> Requirement:
Answer with the exact lines of the following material from the one containing "replace-all-for-supplier semantics: delete" through the one containing "use crate::app::models::NormalizedRecord;", both end lines included.

> Data for the task:
Segment Open
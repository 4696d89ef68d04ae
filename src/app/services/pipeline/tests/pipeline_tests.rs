use crate::app::adapters::exchange::FixedRate;
use crate::app::adapters::fetch::LocalFetcher;
use crate::app::services::pipeline::{FeedInput, Pipeline};
use crate::app::services::publisher::{FsObjectStore, Publisher};
use crate::config::{
    ColumnMap, CsvOptions, Currency, NormalizeMode, OutputColumn, OutputFormat, PricingProfile,
    ProfilesConfig, Rounding, SupplierLayout, SuppliersConfig, TextEncoding,
};
use crate::Error;
use std::collections::HashMap;
use std::path::Path;
use std::sync::Arc;
use tempfile::TempDir;

fn csv_layout() -> SupplierLayout {
    SupplierLayout {
        supplier_id: Some(7),
        columns: ColumnMap {
            code: Some(0),
            unicode: None,
            brand: None,
            name: None,
            stock: Some(1),
            price: Some(2),
        },
        stock_index: Some(1),
        stock_header_token: "STAN".to_string(),
        threshold_substitute: None,
        skip_rows: 0,
        normalize_mode: NormalizeMode::Csv,
        encoding: TextEncoding::Utf8,
        lookup_from_code: false,
    }
}

fn profile(name: &str, factor: f64, currency: Currency) -> PricingProfile {
    PricingProfile {
        name: name.to_string(),
        factor,
        currency_out: currency,
        format: OutputFormat::Csv,
        prefix: format!("prices/{{supplier}}/{name}"),
        catalog: false,
        columns: vec![
            OutputColumn {
                from: "code".to_string(),
                header: "code".to_string(),
            },
            OutputColumn {
                from: "stock".to_string(),
                header: "stock".to_string(),
            },
            OutputColumn {
                from: "price".to_string(),
                header: "price".to_string(),
            },
        ],
        csv: CsvOptions::default(),
        rate_params: None,
    }
}

fn make_pipeline(store_root: &Path, scratch: &Path, profiles: Vec<PricingProfile>) -> Pipeline {
    let suppliers = SuppliersConfig {
        suppliers: HashMap::from([("autopartner".to_string(), csv_layout())]),
    };
    let profiles = ProfilesConfig {
        profiles,
        rounding: Rounding::default(),
    };
    Pipeline::new(
        suppliers,
        profiles,
        Arc::new(LocalFetcher::new(scratch)),
        Arc::new(FixedRate(48.6)),
        Publisher::new(Arc::new(FsObjectStore::new(store_root)), None, scratch),
    )
}

fn stored_text(store_root: &Path, key: &str) -> String {
    std::fs::read_to_string(store_root.join(key)).unwrap()
}

#[tokio::test]
async fn single_file_run_collapses_duplicates_and_prices() {
    let store = TempDir::new().unwrap();
    let scratch = TempDir::new().unwrap();
    let feed = scratch.path().join("feed.csv");
    std::fs::write(&feed, "AB1;4;10,00\nAB1;6;10,00\nCD2;3;5,50\n").unwrap();

    let pipeline = make_pipeline(
        store.path(),
        scratch.path(),
        vec![profile("site", 1.3, Currency::Eur)],
    );
    let input = FeedInput::Single(feed.to_string_lossy().into_owned());
    let artifacts = pipeline
        .process("autopartner", &input, None, None)
        .await
        .unwrap();

    assert_eq!(artifacts.len(), 1);
    let content = stored_text(store.path(), &artifacts[0].key);
    assert_eq!(content, "code;stock;price\nAB1;10;13.00\nCD2;3;7.15\n");
}

#[tokio::test]
async fn split_feed_sums_stock_and_drops_price_only_codes() {
    let store = TempDir::new().unwrap();
    let scratch = TempDir::new().unwrap();
    let prices = scratch.path().join("prices.csv");
    let stock = scratch.path().join("stock.csv");
    std::fs::write(&prices, "X9;0;20,00\nORPHAN;0;9,99\n").unwrap();
    std::fs::write(&stock, "X9;3;0\nX9;7;0\n").unwrap();

    let pipeline = make_pipeline(
        store.path(),
        scratch.path(),
        vec![profile("site", 1.0, Currency::Eur)],
    );
    let input = FeedInput::Named(HashMap::from([
        ("prices".to_string(), prices.to_string_lossy().into_owned()),
        ("stock".to_string(), stock.to_string_lossy().into_owned()),
    ]));
    let artifacts = pipeline
        .process("autopartner", &input, None, None)
        .await
        .unwrap();

    let content = stored_text(store.path(), &artifacts[0].key);
    assert_eq!(content, "code;stock;price\nX9;10;20.00\n");
}

#[tokio::test]
async fn uah_profile_converts_with_the_provided_rate() {
    let store = TempDir::new().unwrap();
    let scratch = TempDir::new().unwrap();
    let feed = scratch.path().join("feed.csv");
    std::fs::write(&feed, "AB1;4;10,00\n").unwrap();

    let pipeline = make_pipeline(
        store.path(),
        scratch.path(),
        vec![profile("retail", 1.2, Currency::Uah)],
    );
    let input = FeedInput::Single(feed.to_string_lossy().into_owned());
    let artifacts = pipeline
        .process("autopartner", &input, None, None)
        .await
        .unwrap();

    // 10.00 * 1.2 * 48.6 = 583.2, UAH rounds to whole units
    let content = stored_text(store.path(), &artifacts[0].key);
    assert_eq!(content, "code;stock;price\nAB1;4;583\n");
}

#[tokio::test]
async fn profile_filter_selects_by_substring() {
    let store = TempDir::new().unwrap();
    let scratch = TempDir::new().unwrap();
    let feed = scratch.path().join("feed.csv");
    std::fs::write(&feed, "AB1;4;10,00\n").unwrap();

    let pipeline = make_pipeline(
        store.path(),
        scratch.path(),
        vec![
            profile("site", 1.3, Currency::Eur),
            profile("wholesale", 1.1, Currency::Eur),
        ],
    );
    let input = FeedInput::Single(feed.to_string_lossy().into_owned());
    let artifacts = pipeline
        .process("autopartner", &input, None, Some("SITE"))
        .await
        .unwrap();

    assert_eq!(artifacts.len(), 1);
    assert_eq!(artifacts[0].profile, "site");
}

#[tokio::test]
async fn unknown_supplier_is_a_configuration_error() {
    let store = TempDir::new().unwrap();
    let scratch = TempDir::new().unwrap();
    let pipeline = make_pipeline(store.path(), scratch.path(), vec![]);

    let input = FeedInput::Single("/irrelevant.csv".to_string());
    let err = pipeline
        .process("nobody", &input, None, None)
        .await
        .unwrap_err();
    assert!(matches!(err, Error::Configuration { .. }));
}

#[tokio::test]
async fn named_input_without_prices_is_rejected() {
    let store = TempDir::new().unwrap();
    let scratch = TempDir::new().unwrap();
    let pipeline = make_pipeline(store.path(), scratch.path(), vec![]);

    let input = FeedInput::Named(HashMap::from([(
        "stock".to_string(),
        "/somewhere.csv".to_string(),
    )]));
    let err = pipeline
        .process("autopartner", &input, None, None)
        .await
        .unwrap_err();
    assert!(matches!(err, Error::Configuration { .. }));
}
//! Tests for full-run orchestration

pub mod pipeline_tests;
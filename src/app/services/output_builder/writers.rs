//! Artifact serialization to delimited text and spreadsheet formats.

use crate::app::models::OutputTable;
use crate::{Error, Result};
use rust_xlsxwriter::Workbook;
use std::path::Path;
use tracing::debug;

/// Write the output table as UTF-8 delimited text with a header row.
pub fn write_csv(table: &OutputTable, path: &Path, delimiter: char) -> Result<()> {
    let mut writer = csv::WriterBuilder::new()
        .delimiter(delimiter as u8)
        .from_path(path)?;

    writer.write_record(&table.headers)?;
    for row in &table.rows {
        writer.write_record(row)?;
    }
    writer
        .flush()
        .map_err(|e| Error::io(format!("cannot flush CSV artifact {}", path.display()), e))?;

    debug!(file = %path.display(), rows = table.len(), "wrote CSV artifact");
    Ok(())
}

/// Write the output table as a single-sheet XLSX workbook with a header row.
///
/// All cells are written as strings; the price column is already formatted
/// at the profile's digit count and spreadsheet consumers of these feeds
/// expect text cells.
pub fn write_xlsx(table: &OutputTable, path: &Path) -> Result<()> {
    let mut workbook = Workbook::new();
    let worksheet = workbook.add_worksheet();

    for (col, header) in table.headers.iter().enumerate() {
        worksheet.write_string(0, col as u16, header)?;
    }
    for (row_index, row) in table.rows.iter().enumerate() {
        for (col, cell) in row.iter().enumerate() {
            worksheet.write_string((row_index + 1) as u32, col as u16, cell)?;
        }
    }
    workbook.save(path)?;

    debug!(file = %path.display(), rows = table.len(), "wrote XLSX artifact");
    Ok(())
}
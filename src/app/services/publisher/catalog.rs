//! Relational catalog store backed by SQLite.
//!
//! The catalog holds one row per product per supplier for the search
//! surface. Publication uses replace-all-for-supplier semantics: delete
//! plus bulk insert inside a single transaction, so readers never observe
//! a half-replaced supplier. Three derived `*_norm` columns carry the
//! alphanumeric upper-case forms used for prefix search.
//!
//! Uses parameterized queries exclusively; all writes are transactional.

use crate::app::models::NormalizedRecord;
use crate::app::services::record_processor::enrichment::strip_non_alnum_upper;
use crate::Result;
use rusqlite::{params, Connection};
use std::path::Path;
use tracing::info;

/// Catalog row as returned by search queries.
#[derive(Debug, Clone)]
pub struct CatalogRow {
    pub supplier_id: i64,
    pub code: String,
    pub unicode: String,
    pub brand: String,
    pub name: String,
    pub stock: i64,
    pub price: f64,
}

/// Handle to the product catalog database.
pub struct Catalog {
    conn: Connection,
}

impl Catalog {
    /// Open (and if necessary initialize) a catalog database file
    pub fn open(path: &Path) -> Result<Self> {
        let conn = Connection::open(path)?;
        Self::init_schema(&conn)?;
        Ok(Self { conn })
    }

    /// In-memory catalog for tests
    pub fn open_in_memory() -> Result<Self> {
        let conn = Connection::open_in_memory()?;
        Self::init_schema(&conn)?;
        Ok(Self { conn })
    }

    fn init_schema(conn: &Connection) -> rusqlite::Result<()> {
        conn.execute_batch(
            "
            CREATE TABLE IF NOT EXISTS product_catalog (
                supplier_id INTEGER NOT NULL,
                code TEXT NOT NULL,
                unicode TEXT NOT NULL,
                brand TEXT NOT NULL,
                name TEXT NOT NULL,
                stock INTEGER NOT NULL,
                price REAL NOT NULL,
                code_norm TEXT NOT NULL,
                unicode_norm TEXT NOT NULL,
                brand_norm TEXT NOT NULL
            );

            CREATE INDEX IF NOT EXISTS idx_catalog_supplier ON product_catalog(supplier_id);
            CREATE INDEX IF NOT EXISTS idx_catalog_code_norm ON product_catalog(code_norm);
            CREATE INDEX IF NOT EXISTS idx_catalog_unicode_norm ON product_catalog(unicode_norm);
            CREATE INDEX IF NOT EXISTS idx_catalog_brand_norm ON product_catalog(brand_norm);
            ",
        )
    }

    /// Atomically replace every catalog row for a supplier with the given
    /// priced records.
    ///
    /// Embedded NUL bytes from legacy feeds are stripped before insert;
    /// they corrupt text columns otherwise.
    pub fn replace_supplier_rows(
        &mut self,
        supplier_id: i64,
        records: &[NormalizedRecord],
    ) -> Result<usize> {
        let tx = self.conn.transaction()?;
        tx.execute(
            "DELETE FROM product_catalog WHERE supplier_id = ?1",
            params![supplier_id],
        )?;

        let mut inserted = 0usize;
        {
            let mut stmt = tx.prepare_cached(
                "INSERT INTO product_catalog
                 (supplier_id, code, unicode, brand, name, stock, price,
                  code_norm, unicode_norm, brand_norm)
                 VALUES (?1, ?2, ?3, ?4, ?5, ?6, ?7, ?8, ?9, ?10)",
            )?;

            for record in records {
                let code = sanitize(&record.code);
                let unicode = sanitize(&record.lookup_code);
                let brand = sanitize(&record.brand);
                let name = sanitize(&record.name);
                stmt.execute(params![
                    supplier_id,
                    code,
                    unicode,
                    brand,
                    name,
                    record.stock,
                    if record.price.is_nan() { 0.0 } else { record.price },
                    strip_non_alnum_upper(&code),
                    strip_non_alnum_upper(&unicode),
                    strip_non_alnum_upper(&brand),
                ])?;
                inserted += 1;
            }
        }
        tx.commit()?;

        info!(supplier_id, rows = inserted, "replaced catalog rows");
        Ok(inserted)
    }

    /// Number of catalog rows for a supplier
    pub fn count_for_supplier(&self, supplier_id: i64) -> Result<i64> {
        let count = self.conn.query_row(
            "SELECT COUNT(*) FROM product_catalog WHERE supplier_id = ?1",
            params![supplier_id],
            |row| row.get(0),
        )?;
        Ok(count)
    }

    /// Prefix search over the normalized code, lookup code and brand
    /// columns. The query is canonicalized the same way the columns were,
    /// so `"of-935"`, `"OF 935"` and `"of935"` all find the same rows.
    pub fn search(&self, query: &str, limit: usize) -> Result<Vec<CatalogRow>> {
        let pattern = format!("{}%", strip_non_alnum_upper(query));
        let mut stmt = self.conn.prepare_cached(
            "SELECT supplier_id, code, unicode, brand, name, stock, price
             FROM product_catalog
             WHERE code_norm LIKE ?1 OR unicode_norm LIKE ?1 OR brand_norm LIKE ?1
             ORDER BY supplier_id, code
             LIMIT ?2",
        )?;

        let rows = stmt
            .query_map(params![pattern, limit as i64], |row| {
                Ok(CatalogRow {
                    supplier_id: row.get(0)?,
                    code: row.get(1)?,
                    unicode: row.get(2)?,
                    brand: row.get(3)?,
                    name: row.get(4)?,
                    stock: row.get(5)?,
                    price: row.get(6)?,
                })
            })?
            .collect::<rusqlite::Result<Vec<_>>>()?;
        Ok(rows)
    }
}

fn sanitize(value: &str) -> String {
    if value.contains('\u{0}') {
        value.replace('\u{0}', "")
    } else {
        value.to_string()
    }
}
Segment Closed
> Output for this task:
//! surface. Publication uses replace-all-for-supplier semantics: delete
//! plus bulk insert inside a single transaction, so readers never observe
//! a half-replaced supplier. Three derived `*_norm` columns carry the
//! alphanumeric upper-case forms used for prefix search.
//!
//! Uses parameterized queries exclusively; all writes are transactional.

use crate::app::models::NormalizedRecord;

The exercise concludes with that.